Assignment -
Say only how many lines in the entries below contain the word "rows".

[Records from a collection]
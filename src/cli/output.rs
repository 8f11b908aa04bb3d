use crate::cli::args::OutputFormat;
use crate::core::command::FactMatch;
use crate::core::registry::ParameterDeclaration;
use crate::core::session::SavedSession;
use std::io;
use tabled::{Table, Tabled};

/// Output writer trait for different formats
pub trait OutputWriter {
    fn write_parameters(&self, parameters: &[ParameterDeclaration]) -> Result<(), OutputError>;
    fn write_sessions(&self, sessions: &[SavedSession]) -> Result<(), OutputError>;
    fn write_facts(&self, facts: &[FactMatch]) -> Result<(), OutputError>;
    fn write_message(&self, message: &str) -> Result<(), OutputError>;
    fn write_error(&self, error: &str) -> Result<(), OutputError>;
}

/// Output formatting errors
#[derive(Debug, thiserror::Error)]
pub enum OutputError {
    #[error("JSON serialization error: {0}")]
    JsonError(#[from] serde_json::Error),
    #[error("IO error: {0}")]
    IoError(#[from] io::Error),
}

impl From<OutputError> for crate::domain::error::HelperError {
    fn from(err: OutputError) -> Self {
        Self::Output(err.to_string())
    }
}

/// Console output writer
pub struct ConsoleWriter {
    format: OutputFormat,
}

impl ConsoleWriter {
    pub fn new(format: OutputFormat) -> Self {
        Self { format }
    }

    pub fn format_parameters(
        &self,
        parameters: &[ParameterDeclaration],
    ) -> Result<String, OutputError> {
        let output = match self.format {
            OutputFormat::Text => parameters
                .iter()
                .map(ParameterDeclaration::long_flag)
                .collect::<Vec<_>>()
                .join("\n"),
            OutputFormat::Json => serde_json::to_string_pretty(parameters)?,
            OutputFormat::Table => {
                let rows: Vec<ParameterRow> = parameters.iter().map(ParameterRow::from).collect();
                Table::new(rows).to_string()
            }
        };
        Ok(output)
    }

    pub fn format_sessions(&self, sessions: &[SavedSession]) -> Result<String, OutputError> {
        let output = match self.format {
            OutputFormat::Text => sessions
                .iter()
                .map(|s| format!("{}) {}", s.ordinal, s.key))
                .collect::<Vec<_>>()
                .join("\n"),
            OutputFormat::Json => serde_json::to_string_pretty(sessions)?,
            OutputFormat::Table => {
                let rows: Vec<SessionRow> = sessions.iter().map(SessionRow::from).collect();
                Table::new(rows).to_string()
            }
        };
        Ok(output)
    }
}

impl OutputWriter for ConsoleWriter {
    fn write_parameters(&self, parameters: &[ParameterDeclaration]) -> Result<(), OutputError> {
        println!("{}", self.format_parameters(parameters)?);
        Ok(())
    }

    fn write_sessions(&self, sessions: &[SavedSession]) -> Result<(), OutputError> {
        if sessions.is_empty() && self.format != OutputFormat::Json {
            return Ok(());
        }
        println!("{}", self.format_sessions(sessions)?);
        Ok(())
    }

    // Facts are printed one value per line whatever the format, for use in scripts.
    fn write_facts(&self, facts: &[FactMatch]) -> Result<(), OutputError> {
        for fact in facts {
            println!("{}", fact.display_value());
        }
        Ok(())
    }

    fn write_message(&self, message: &str) -> Result<(), OutputError> {
        println!("{}", message);
        Ok(())
    }

    fn write_error(&self, error: &str) -> Result<(), OutputError> {
        eprintln!("[!] Error: {}", error);
        Ok(())
    }
}

#[derive(Tabled)]
struct ParameterRow {
    #[tabled(rename = "Option")]
    flag: String,
    #[tabled(rename = "Short")]
    short: String,
    #[tabled(rename = "Value")]
    has_value: String,
    #[tabled(rename = "Source")]
    origin: String,
}

impl From<&ParameterDeclaration> for ParameterRow {
    fn from(parameter: &ParameterDeclaration) -> Self {
        Self {
            flag: parameter.long_flag(),
            short: parameter.short.map(|c| format!("-{}", c)).unwrap_or_default(),
            has_value: if parameter.has_value { "yes" } else { "no" }.to_string(),
            origin: parameter.origin.to_string(),
        }
    }
}

#[derive(Tabled)]
struct SessionRow {
    #[tabled(rename = "#")]
    ordinal: usize,
    #[tabled(rename = "Key")]
    key: String,
}

impl From<&SavedSession> for SessionRow {
    fn from(session: &SavedSession) -> Self {
        Self {
            ordinal: session.ordinal,
            key: session.key.clone(),
        }
    }
}

#[cfg(test)]
mod tests {
    use super::*;

    fn sessions() -> Vec<SavedSession> {
        vec![
            SavedSession {
                ordinal: 1,
                key: "prod".to_string(),
            },
            SavedSession {
                ordinal: 2,
                key: "staging".to_string(),
            },
        ]
    }

    #[test]
    fn test_text_sessions() {
        let writer = ConsoleWriter::new(OutputFormat::Text);
        assert_eq!(writer.format_sessions(&sessions()).unwrap(), "1) prod\n2) staging");
    }

    #[test]
    fn test_json_sessions() {
        let writer = ConsoleWriter::new(OutputFormat::Json);
        let output = writer.format_sessions(&sessions()).unwrap();
        let value: serde_json::Value = serde_json::from_str(&output).unwrap();
        assert_eq!(value[1]["key"], "staging");
        assert_eq!(value[1]["ordinal"], 2);
    }

    #[test]
    fn test_text_parameters() {
        let writer = ConsoleWriter::new(OutputFormat::Text);
        let parameters = vec![
            ParameterDeclaration::builtin("check", Some('c'), false),
            ParameterDeclaration::variable("region"),
        ];
        assert_eq!(writer.format_parameters(&parameters).unwrap(), "--check\n--region");
    }

    #[test]
    fn test_table_parameters() {
        let writer = ConsoleWriter::new(OutputFormat::Table);
        let output = writer
            .format_parameters(&[ParameterDeclaration::variable("region")])
            .unwrap();
        assert!(output.contains("--region"));
        assert!(output.contains("playbook"));
    }
}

Response to the task -
4